3) Configure and Run

RocketMQ-Exporter has the following running options:

Parameter Default Value Description
rocketmq.config.namesrvAddr 127.0.0.1:9876 The nameSrv address of the MQ cluster
rocketmq.config.webTelemetryPath /metrics Metrics collection path
server.port 5557 HTTP server port

These parameters can be modified in the configuration file after downloading the code, or through the command line.
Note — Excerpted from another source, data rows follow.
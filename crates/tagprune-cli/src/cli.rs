//! Command-line arguments.

use std::path::PathBuf;
use std::time::Duration;

use anyhow::{Context, Result};
use clap::{Parser, ValueEnum};

use tagprune_core::RuleSet;
use tagprune_registry::{
    AwsCredentials, RegistryAuth, RegistryConfig, DEFAULT_MAX_BATCH_SIZE, DEFAULT_MAX_PAGES,
};

/// Tagprune - delete stale image tags from an ECR repository
#[derive(Debug, Parser)]
#[command(name = "tagprune")]
#[command(author, version, about, long_about = None)]
pub struct Cli {
    /// AWS region of the registry (e.g. us-east-1)
    pub region: String,

    /// Repository to prune
    pub repository: String,

    /// Rule file (YAML, or JSON with a .json extension); defaults to the built-in rules
    #[arg(long, env = "TAGPRUNE_RULES")]
    pub rules: Option<PathBuf>,

    /// Registry endpoint override (e.g. `<http://localhost:4566>`)
    #[arg(long, env = "TAGPRUNE_ENDPOINT")]
    pub endpoint: Option<String>,

    /// Registry (account) ID, if not the caller's default registry
    #[arg(long, env = "TAGPRUNE_REGISTRY_ID")]
    pub registry_id: Option<String>,

    /// Bearer token for authentication
    #[arg(long, env = "TAGPRUNE_TOKEN", hide_env_values = true)]
    pub token: Option<String>,

    /// Username for basic authentication
    #[arg(short, long, env = "TAGPRUNE_USERNAME")]
    pub username: Option<String>,

    /// Password for basic authentication
    #[arg(long, env = "TAGPRUNE_PASSWORD", hide_env_values = true)]
    pub password: Option<String>,

    /// Send unsigned requests instead of AWS SigV4
    #[arg(long)]
    pub no_sign: bool,

    /// Request timeout in seconds
    #[arg(long, default_value = "30")]
    pub timeout: u64,

    /// Images requested per listing page (1-1000)
    #[arg(long, value_parser = clap::value_parser!(u32).range(1..=1000))]
    pub page_size: Option<u32>,

    /// Give up after this many listing pages
    #[arg(long, default_value_t = DEFAULT_MAX_PAGES)]
    pub max_pages: usize,

    /// Digests per delete request
    #[arg(long, default_value_t = DEFAULT_MAX_BATCH_SIZE)]
    pub max_batch_size: usize,

    /// Treat images without a tag list as untagged instead of failing
    #[arg(long)]
    pub allow_untagged: bool,

    /// Print what would be deleted without deleting anything
    #[arg(long)]
    pub dry_run: bool,

    /// Output format
    #[arg(short, long, value_enum, default_value_t = OutputFormat::Text)]
    pub output: OutputFormat,

    /// Enable debug logging
    #[arg(short, long)]
    pub verbose: bool,
}

/// How results are printed.
#[derive(Debug, Clone, Copy, PartialEq, Eq, ValueEnum)]
pub enum OutputFormat {
    /// Human-readable summary
    Text,
    /// Pretty-printed JSON
    Json,
}

impl Cli {
    /// Default `tracing` filter when `RUST_LOG` is unset.
    pub const fn default_log_filter(&self) -> &'static str {
        if self.verbose {
            "tagprune=debug"
        } else {
            "tagprune=info"
        }
    }

    /// Builds the registry configuration, reading AWS credentials through `env`.
    pub fn registry_config(&self, env: impl Fn(&str) -> Option<String>) -> Result<RegistryConfig> {
        let mut config = RegistryConfig::new(&self.region)
            .with_auth(determine_auth(self, env)?)
            .with_timeout(Duration::from_secs(self.timeout))
            .with_max_pages(self.max_pages)
            .with_max_batch_size(self.max_batch_size);

        if let Some(ref endpoint) = self.endpoint {
            config = config.with_endpoint(endpoint);
        }
        if let Some(ref registry_id) = self.registry_id {
            config = config.with_registry_id(registry_id);
        }
        if let Some(page_size) = self.page_size {
            config = config.with_page_size(page_size);
        }

        Ok(config)
    }

    /// Loads the rule file, or the built-in rules if none was given.
    pub fn load_rules(&self) -> Result<RuleSet> {
        match self.rules {
            Some(ref path) => RuleSet::from_file(path)
                .with_context(|| format!("Failed to load rules from {}", path.display())),
            None => RuleSet::builtin().context("Failed to build the default rules"),
        }
    }
}

/// Determines the authentication method from CLI arguments.
///
/// Token beats basic credentials; without either, requests are signed with
/// AWS credentials from the environment unless `--no-sign` is set.
fn determine_auth(args: &Cli, env: impl Fn(&str) -> Option<String>) -> Result<RegistryAuth> {
    if let Some(ref token) = args.token {
        return Ok(RegistryAuth::bearer(token));
    }

    if let (Some(ref username), Some(ref password)) = (&args.username, &args.password) {
        return Ok(RegistryAuth::basic(username, password));
    }

    if args.username.is_some() || args.password.is_some() {
        anyhow::bail!("Both --username and --password are required for basic authentication");
    }

    if args.no_sign {
        return Ok(RegistryAuth::None);
    }

    let credentials = AwsCredentials::from_lookup(env)
        .context("AWS credentials are required unless --no-sign, --token or --username is given")?;
    Ok(RegistryAuth::aws(credentials))
}
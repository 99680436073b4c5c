//! ECR JSON API client.
//!
//! This module provides [`EcrClient`], the HTTP implementation of
//! [`ImageRegistry`].

use async_trait::async_trait;
use reqwest::header::{HeaderMap, HeaderName, HeaderValue, AUTHORIZATION, CONTENT_TYPE};
use serde::de::DeserializeOwned;
use serde::Serialize;
use url::Url;

use crate::config::{RegistryAuth, RegistryConfig};
use crate::deleter::{DeletionFailure, DeletionReport};
use crate::ecr::{
    self, BatchDeleteImageRequest, BatchDeleteImageResponse, DescribeImagesRequest,
    DescribeImagesResponse, ErrorBody, ImageIdentifier, Operation,
};
use crate::error::RegistryError;
use crate::registry::{ImagePage, ImageRegistry};
use crate::sigv4::{CanonicalRequest, SigV4Signer};

const X_AMZ_TARGET: HeaderName = HeaderName::from_static("x-amz-target");
const X_AMZ_DATE: HeaderName = HeaderName::from_static("x-amz-date");
const X_AMZ_SECURITY_TOKEN: HeaderName = HeaderName::from_static("x-amz-security-token");

/// Client for the ECR JSON API.
#[derive(Debug)]
pub struct EcrClient {
    config: RegistryConfig,
    endpoint: Url,
    http: reqwest::Client,
}

impl EcrClient {
    /// Creates a new client with the given configuration.
    ///
    /// # Errors
    ///
    /// Returns an error if the endpoint is not a valid absolute URL or the
    /// HTTP client cannot be created.
    ///
    /// # Examples
    ///
    /// ```no_run
    /// use tagprune_registry::{EcrClient, RegistryConfig};
    ///
    /// let client = EcrClient::new(RegistryConfig::new("us-east-1"))?;
    /// # Ok::<(), tagprune_registry::RegistryError>(())
    /// ```
    pub fn new(config: RegistryConfig) -> Result<Self, RegistryError> {
        let raw = format!("{}/", config.endpoint());
        let endpoint = Url::parse(&raw)
            .ok()
            .filter(Url::has_host)
            .ok_or(RegistryError::InvalidUrl { url: raw })?;

        let http = Self::build_http_client(&config)?;

        Ok(Self {
            config,
            endpoint,
            http,
        })
    }

    /// Returns the registry configuration.
    #[must_use]
    pub const fn config(&self) -> &RegistryConfig {
        &self.config
    }

    /// Returns the resolved endpoint URL.
    #[must_use]
    pub const fn endpoint(&self) -> &Url {
        &self.endpoint
    }

    /// Sends one JSON API call and decodes the response.
    async fn call<Req, Resp>(&self, operation: Operation, request: &Req) -> Result<Resp, RegistryError>
    where
        Req: Serialize + Sync,
        Resp: DeserializeOwned,
    {
        let body = serde_json::to_vec(request)?;
        let headers = self.request_headers(operation, &body)?;

        tracing::trace!(operation = operation.name(), bytes = body.len(), "Sending request");

        let response = self
            .http
            .post(self.endpoint.clone())
            .headers(headers)
            .body(body)
            .send()
            .await?;

        let status = response.status();
        if !status.is_success() {
            let text = response.text().await.unwrap_or_default();
            return Err(Self::error_from_response(status.as_u16(), &text));
        }

        let bytes = response.bytes().await?;
        Ok(serde_json::from_slice(&bytes)?)
    }

    /// Maps a non-2xx response to an error.
    fn error_from_response(status: u16, text: &str) -> RegistryError {
        let body: Option<ErrorBody> = serde_json::from_str(text).ok();
        let code = body.as_ref().and_then(ErrorBody::code).map(ToString::to_string);
        let message = body
            .as_ref()
            .and_then(|b| b.message.clone())
            .unwrap_or_else(|| text.to_string());

        match (status, code) {
            (401 | 403, _) => RegistryError::AuthenticationFailed { message },
            (_, Some(code)) => RegistryError::ServiceError { code, message },
            (_, None) => RegistryError::HttpError { status, message },
        }
    }

    /// Builds the headers for one request, signing it if configured.
    fn request_headers(&self, operation: Operation, body: &[u8]) -> Result<HeaderMap, RegistryError> {
        let target = operation.target();
        let mut headers = HeaderMap::new();
        headers.insert(CONTENT_TYPE, HeaderValue::from_static(ecr::CONTENT_TYPE));
        headers.insert(X_AMZ_TARGET, header_value(&target)?);

        match &self.config.auth {
            RegistryAuth::None => {}
            RegistryAuth::Basic { username, password } => {
                let credentials = base64::Engine::encode(
                    &base64::engine::general_purpose::STANDARD,
                    format!("{username}:{password}"),
                );
                headers.insert(AUTHORIZATION, header_value(&format!("Basic {credentials}"))?);
            }
            RegistryAuth::Bearer { token } => {
                headers.insert(AUTHORIZATION, header_value(&format!("Bearer {token}"))?);
            }
            RegistryAuth::AwsSigV4 { credentials } => {
                let signer =
                    SigV4Signer::new(credentials, &self.config.region, ecr::SIGNING_SERVICE);
                let request = CanonicalRequest::new("POST", self.endpoint.path(), body)
                    .header("host", self.host())
                    .header("content-type", ecr::CONTENT_TYPE)
                    .header("x-amz-target", target.clone());
                let signed = signer.sign(request, chrono::Utc::now())?;

                headers.insert(X_AMZ_DATE, header_value(&signed.amz_date)?);
                if let Some(ref token) = signed.security_token {
                    headers.insert(X_AMZ_SECURITY_TOKEN, header_value(token)?);
                }
                headers.insert(AUTHORIZATION, header_value(&signed.authorization)?);
            }
        }

        Ok(headers)
    }

    /// Host header value as reqwest will send it.
    fn host(&self) -> String {
        let host = self.endpoint.host_str().unwrap_or_default();
        match self.endpoint.port() {
            Some(port) => format!("{host}:{port}"),
            None => host.to_string(),
        }
    }

    /// Builds the HTTP client with proper configuration.
    fn build_http_client(config: &RegistryConfig) -> Result<reqwest::Client, RegistryError> {
        reqwest::Client::builder()
            .timeout(config.timeout)
            .user_agent(&config.user_agent)
            .build()
            .map_err(|e| RegistryError::ConnectionFailed {
                url: config.endpoint(),
                source: e,
            })
    }
}

#[async_trait]
impl ImageRegistry for EcrClient {
    async fn describe_images(
        &self,
        repository: &str,
        next_token: Option<&str>,
    ) -> Result<ImagePage, RegistryError> {
        let request = DescribeImagesRequest {
            repository_name: repository.to_string(),
            registry_id: self.config.registry_id.clone(),
            next_token: next_token.map(ToString::to_string),
            max_results: self.config.page_size,
        };

        let response: DescribeImagesResponse =
            self.call(Operation::DescribeImages, &request).await?;

        Ok(ImagePage {
            images: response.image_details,
            next_token: response.next_token,
        })
    }

    async fn batch_delete_image(
        &self,
        repository: &str,
        digests: &[String],
    ) -> Result<DeletionReport, RegistryError> {
        let request = BatchDeleteImageRequest {
            repository_name: repository.to_string(),
            registry_id: self.config.registry_id.clone(),
            image_ids: digests.iter().map(ImageIdentifier::digest).collect(),
        };

        let response: BatchDeleteImageResponse =
            self.call(Operation::BatchDeleteImage, &request).await?;

        Ok(report_from_response(response))
    }
}

/// Collapses per-tag entries into one deleted digest each, in response order.
fn report_from_response(response: BatchDeleteImageResponse) -> DeletionReport {
    let mut deleted: Vec<String> = Vec::new();
    for digest in response.image_ids.into_iter().filter_map(|id| id.image_digest) {
        if !deleted.contains(&digest) {
            deleted.push(digest);
        }
    }

    let failures = response
        .failures
        .into_iter()
        .map(|failure| DeletionFailure {
            digest: failure
                .image_id
                .and_then(|id| id.image_digest)
                .unwrap_or_default(),
            code: failure.failure_code.unwrap_or_default(),
            reason: failure.failure_reason.unwrap_or_default(),
        })
        .collect();

    DeletionReport { deleted, failures }
}

fn header_value(value: &str) -> Result<HeaderValue, RegistryError> {
    HeaderValue::from_str(value).map_err(|_| RegistryError::AuthenticationFailed {
        message: "Credentials contain characters not allowed in HTTP headers".to_string(),
    })
}

#[cfg(test)]
mod tests {
    use super::*;
    use crate::config::AwsCredentials;
    use crate::ecr::ImageFailure;

    fn client(auth: RegistryAuth) -> EcrClient {
        let config = RegistryConfig::new("us-east-1").with_auth(auth);
        EcrClient::new(config).unwrap()
    }

    #[test]
    fn test_client_creation() {
        let client = client(RegistryAuth::None);
        assert_eq!(
            client.endpoint().as_str(),
            "https://api.ecr.us-east-1.amazonaws.com/"
        );
        assert_eq!(client.host(), "api.ecr.us-east-1.amazonaws.com");
    }

    #[test]
    fn test_invalid_endpoint() {
        let config = RegistryConfig::new("us-east-1").with_endpoint("not a url");
        assert!(matches!(
            EcrClient::new(config),
            Err(RegistryError::InvalidUrl { .. })
        ));
    }

    #[test]
    fn test_host_includes_explicit_port() {
        let config = RegistryConfig::new("us-east-1").with_endpoint("http://127.0.0.1:4566");
        let client = EcrClient::new(config).unwrap();
        assert_eq!(client.host(), "127.0.0.1:4566");
    }

    #[test]
    fn test_headers_unsigned() {
        let client = client(RegistryAuth::None);
        let headers = client
            .request_headers(Operation::DescribeImages, b"{}")
            .unwrap();

        assert_eq!(headers.get(CONTENT_TYPE).unwrap(), "application/x-amz-json-1.1");
        assert_eq!(
            headers.get("x-amz-target").unwrap(),
            "AmazonEC2ContainerRegistry_V20150921.DescribeImages"
        );
        assert!(!headers.contains_key(AUTHORIZATION));
    }

    #[test]
    fn test_headers_bearer() {
        let client = client(RegistryAuth::bearer("my-token"));
        let headers = client
            .request_headers(Operation::BatchDeleteImage, b"{}")
            .unwrap();
        assert_eq!(headers.get(AUTHORIZATION).unwrap(), "Bearer my-token");
    }

    #[test]
    fn test_headers_basic() {
        let client = client(RegistryAuth::basic("user", "pass"));
        let headers = client
            .request_headers(Operation::DescribeImages, b"{}")
            .unwrap();
        // base64("user:pass")
        assert_eq!(headers.get(AUTHORIZATION).unwrap(), "Basic dXNlcjpwYXNz");
    }

    #[test]
    fn test_headers_sigv4() {
        let creds = AwsCredentials::new("AKIDEXAMPLE", "secret").with_session_token("tok");
        let client = client(RegistryAuth::aws(creds));
        let headers = client
            .request_headers(Operation::DescribeImages, b"{}")
            .unwrap();

        let auth = headers.get(AUTHORIZATION).unwrap().to_str().unwrap();
        assert!(auth.starts_with("AWS4-HMAC-SHA256 Credential=AKIDEXAMPLE/"));
        assert!(auth.contains("/us-east-1/ecr/aws4_request"));
        assert!(auth.contains(
            "SignedHeaders=content-type;host;x-amz-date;x-amz-security-token;x-amz-target"
        ));
        assert!(headers.contains_key("x-amz-date"));
        assert_eq!(headers.get("x-amz-security-token").unwrap(), "tok");
    }

    #[test]
    fn test_invalid_token_characters() {
        let client = client(RegistryAuth::bearer("bad\ntoken"));
        assert!(matches!(
            client.request_headers(Operation::DescribeImages, b"{}"),
            Err(RegistryError::AuthenticationFailed { .. })
        ));
    }

    #[test]
    fn test_error_from_response() {
        let err = EcrClient::error_from_response(
            400,
            r#"{"__type":"RepositoryNotFoundException","message":"The repository with name 'app' does not exist"}"#,
        );
        assert!(matches!(
            err,
            RegistryError::ServiceError { ref code, .. } if code == "RepositoryNotFoundException"
        ));

        let err = EcrClient::error_from_response(
            403,
            r#"{"__type":"InvalidSignatureException","message":"Signature expired"}"#,
        );
        assert!(matches!(
            err,
            RegistryError::AuthenticationFailed { ref message } if message == "Signature expired"
        ));

        let err = EcrClient::error_from_response(502, "Bad Gateway");
        assert!(matches!(
            err,
            RegistryError::HttpError { status: 502, ref message } if message == "Bad Gateway"
        ));
    }

    #[test]
    fn test_report_dedupes_digests_and_maps_failures() {
        let response = BatchDeleteImageResponse {
            image_ids: vec![
                ImageIdentifier {
                    image_digest: Some("sha256:a".to_string()),
                    image_tag: Some("one".to_string()),
                },
                ImageIdentifier {
                    image_digest: Some("sha256:a".to_string()),
                    image_tag: Some("two".to_string()),
                },
                ImageIdentifier::digest("sha256:b"),
            ],
            failures: vec![ImageFailure {
                image_id: Some(ImageIdentifier::digest("sha256:c")),
                failure_code: Some("ImageNotFound".to_string()),
                failure_reason: None,
            }],
        };

        let report = report_from_response(response);
        assert_eq!(report.deleted, vec!["sha256:a", "sha256:b"]);
        assert_eq!(
            report.failures,
            vec![DeletionFailure {
                digest: "sha256:c".to_string(),
                code: "ImageNotFound".to_string(),
                reason: String::new(),
            }]
        );
        assert!(!report.is_complete());
    }
}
The compiled jar package is called rocketmq-exporter-0.0.1-SNAPSHOT.jar which can be run as follows:

java -jar rocketmq-exporter-0.0.1-SNAPSHOT.jar [--rocketmq.config.namesrvAddr="127.0.0.1:9876" ...]

4) Install Prometheus

First, go to the official download address to download the Prometheus installation package. Let's consider the Linux system installation as an example. The installation package selected is prometheus-2.7.0-rc.1.linux-amd64.tar.gz. We can enable the Prometheus process after the following procedure:

tar -xzf prometheus-2.7.0-rc.1.linux-amd64.tar.gzcd prometheus-2.7.0-rc.1.linux-amd64/./prometheus --config.file=prometheus.yml --web.listen-address=:5555

Port 9090 is the Prometheus listening port by default. To avoid conflict with the listening ports of other processes in the system, the listening port number is reset to 5555 in the startup parameters. Access http://<server IP address>:5555 through a browser to verify whether Prometheus is installed successfully. The interface is as follows:

5

With the RocketMQ-Exporter process started, the Prometheus can be used to retrieve the data of the RocketMQ-Exporter, which then only requires the modification of the configuration file for starting Prometheus.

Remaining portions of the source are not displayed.